All of his memorable acting jobs had that instinctive verve and spontaneity. On records he was The Voice; in movies he was often The Spark. Watch him again as the goodhearted, high-spirited Maggio in From Here to Eternity (1953) and there's no mystery why it spurred his first comeback. As he goes from saloon buddyhood to chair-breaking brawling in half-a-second, he's like an emotional quick-change artist, except his hallmark is honesty, not trickery--you believe in his every altered mood. His next movie was named Suddenly (1954); his enactment of a presidential assassin who starts out happily sadistic and then blows his cool is the most sudden thing about it. No screen idol sweated more eloquently than Sinatra did in The Manchurian Candidate (1962). In the subsequent downward slide of his movie career, when his insistence on speedy, convenient shoots took irrevocable tolls on his productions, he was still a master of low-key charisma. His last box-office smash, Von Ryan's Express (1965), was accurately reviewed as a canny Sinatra-ized knock-off of The Great Escape. See it today, and what's appealing is how magnetic Sinatra can be as an action hero without special effects or a Body by Jake. It's understandable that the singer who revolutionized phrasing would be a virtuoso of line-readings, but Sinatra is also able to inflect his eyes; his dynamism generates more energy than muscle-flexing and cuts deeper than lasers.
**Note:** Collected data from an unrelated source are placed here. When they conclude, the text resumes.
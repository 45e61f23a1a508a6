//! Keyword heuristics over the impression section.
//!
//! Each one fires a fixed label when any of its terms appears anywhere in the
//! concatenated impression text, and abstains otherwise.

use layered_reports::{KeywordHeuristic, KeywordScope, Polarity, ReportResult, ResolveMode};

use crate::sections::impression_candidates;

/// Terms an impression uses for a study without seizures.
pub const NORMAL_IMPRESSION_TERMS: &[&str] = &[
    "no epileptiform",
    "absence of epileptiform",
    "not epileptiform",
    "normal EEG",
    "normal aEEG",
    "benign",
    "non-specific",
    "nonepileptic",
    "idiopathic",
    "no seizures",
    "EEG is normal",
    "normal study",
];

/// Terms an impression uses for seizure activity.
pub const SEIZURE_IMPRESSION_TERMS: &[&str] = &[
    "status epilepticus",
    "spasms",
    "abnormal continuous",
    "tonic",
    "subclinical",
    "spike-wave",
    "markedly abnormal",
];

pub const SPIKE_TERMS: &[&str] = &["spike"];

pub const EXTREME_TERMS: &[&str] = &["excessive", "frequent"];

fn impression_scope() -> KeywordScope {
    KeywordScope::Sections {
        candidates: impression_candidates(),
        mode: ResolveMode::ConcatAll,
    }
}

pub fn impression_negative() -> ReportResult<KeywordHeuristic> {
    KeywordHeuristic::new(
        "impression_negative",
        impression_scope(),
        NORMAL_IMPRESSION_TERMS,
        Polarity::Negative,
    )
}

pub fn impression_positive() -> ReportResult<KeywordHeuristic> {
    KeywordHeuristic::new(
        "impression_positive",
        impression_scope(),
        SEIZURE_IMPRESSION_TERMS,
        Polarity::Positive,
    )
}

pub fn spikes_in_impression() -> ReportResult<KeywordHeuristic> {
    KeywordHeuristic::new(
        "spikes_in_impression",
        impression_scope(),
        SPIKE_TERMS,
        Polarity::Positive,
    )
}

pub fn extreme_words_in_impression() -> ReportResult<KeywordHeuristic> {
    KeywordHeuristic::new(
        "extreme_words_in_impression",
        impression_scope(),
        EXTREME_TERMS,
        Polarity::Positive,
    )
}
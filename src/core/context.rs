//! Persisted step outputs and context assembly

use crate::core::{
    error::{PipelineError, Result},
    layout::{atomic_write, ProjectLayout},
    step::{Step, StepCatalog},
};
use std::io::ErrorKind;
use std::path::PathBuf;
use tracing::{debug, warn};

/// Append-only store of raw plan text, one file per step
#[derive(Debug, Clone)]
pub struct ContextStore {
    layout: ProjectLayout,
}

impl ContextStore {
    pub fn new(layout: ProjectLayout) -> Self {
        Self { layout }
    }

    pub fn layout(&self) -> &ProjectLayout {
        &self.layout
    }

    pub fn output_path(&self, step_id: &str) -> PathBuf {
        self.layout.step_output_path(step_id)
    }

    pub fn has_output(&self, step_id: &str) -> bool {
        self.output_path(step_id).is_file()
    }

    /// Read a step's output, `None` when it was never written
    pub fn read_output(&self, step_id: &str) -> Result<Option<String>> {
        match std::fs::read_to_string(self.output_path(step_id)) {
            Ok(content) => Ok(Some(content)),
            Err(e) if e.kind() == ErrorKind::NotFound => Ok(None),
            Err(e) => Err(e.into()),
        }
    }

    /// Persist the output of `step_id`, replacing only that step's own file
    pub fn write_output(&self, step_id: &str, text: &str) -> Result<PathBuf> {
        let path = self.output_path(step_id);
        atomic_write(&path, text.as_bytes())?;

        debug!("Saved output for {} to {}", step_id, path.display());
        Ok(path)
    }
}

/// Template and prior-step context for one step
#[derive(Debug, Clone)]
pub struct AssembledContext {
    pub step: Step,

    /// Contents of the step's specification template
    pub template: String,

    /// Concatenated outputs of earlier numbered steps, each wrapped in markers
    pub context: String,

    /// Ordinals whose output was found and included
    pub included: Vec<u32>,

    /// Ordinals with no persisted output
    pub missing: Vec<u32>,
}

impl AssembledContext {
    /// Highest ordinal treated as already completed (`n - 1`, or 0)
    pub fn completed_through(&self) -> u32 {
        self.step.ordinal.map_or(0, |n| n.saturating_sub(1))
    }
}

/// Loads a step's template and the outputs of the steps before it
#[derive(Debug, Clone)]
pub struct ContextAssembler {
    catalog: StepCatalog,
    store: ContextStore,
}

impl ContextAssembler {
    pub fn new(catalog: StepCatalog, store: ContextStore) -> Self {
        Self { catalog, store }
    }

    /// Resolve `step_id` and gather its template and context
    ///
    /// Fails with `UnknownStep` or `TemplateNotFound`; missing earlier outputs
    /// are skipped with a warning.
    pub fn assemble(&self, step_id: &str) -> Result<AssembledContext> {
        let step = self.catalog.get(step_id)?.clone();

        let template_path = self.store.layout().template_path(&step.template);
        let template = match std::fs::read_to_string(&template_path) {
            Ok(text) => text,
            Err(e) if e.kind() == ErrorKind::NotFound => {
                return Err(PipelineError::TemplateNotFound {
                    step: step.id.clone(),
                    path: template_path,
                });
            }
            Err(e) => return Err(e.into()),
        };
        debug!("Loaded template {}", template_path.display());

        let mut parts = Vec::new();
        let mut included = Vec::new();
        let mut missing = Vec::new();

        if let Some(n) = step.ordinal {
            for i in 1..n {
                let prev_id = format!("step{}", i);
                match self.store.read_output(&prev_id) {
                    Ok(Some(content)) => {
                        parts.push(format!(
                            "--- START CONTEXT FROM STEP {i} ---\n{content}\n--- END CONTEXT FROM STEP {i} ---\n"
                        ));
                        included.push(i);
                        debug!("Loaded context from {}", prev_id);
                    }
                    Ok(None) => {
                        warn!(
                            "No output found for {} at {}; continuing without it",
                            prev_id,
                            self.store.output_path(&prev_id).display()
                        );
                        missing.push(i);
                    }
                    Err(e) => {
                        warn!("Could not read output for {}: {}", prev_id, e);
                        missing.push(i);
                    }
                }
            }
        }

        Ok(AssembledContext {
            step,
            template,
            context: parts.join("\n"),
            included,
            missing,
        })
    }
}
Sinatra has been such a pervasive influence in pop culture that his long-past work keeps producing pleasurable surprises. Thirty-one years ago, in her first New Yorker essay, Pauline Kael wrote about "the small discoveries or rediscoveries we make" watching movies on television; she compared them to "putting on a record of Ray Charles singing 'Georgia on My Mind' or Frank Sinatra singing 'Bim Bam Baby' or Elisabeth Schwarzkopf singing operetta, and feeling again the elation we felt the first time." Ever since I read that sentence I've scoured the bins for the obscure "Bim Bam Baby." When Columbia put out the boxed set called The Voice in '86, it wasn't there; it didn't show up in 1990 in either The Capitol Years or The Reprise Collection. Then, in '93, came The Columbia Years, 1943-1952: The Complete Recordings. And on the next-to-last track of the last disc in the whole twelve-disc collection, Sinatra growls out, with a heart-boosting zip:

HEY NOW --
Take a mip-map-mop and a brim-bram-broom
And clim-clam-clean up your rim-ram-room
Because your bim-bam-baby's coming home tonight...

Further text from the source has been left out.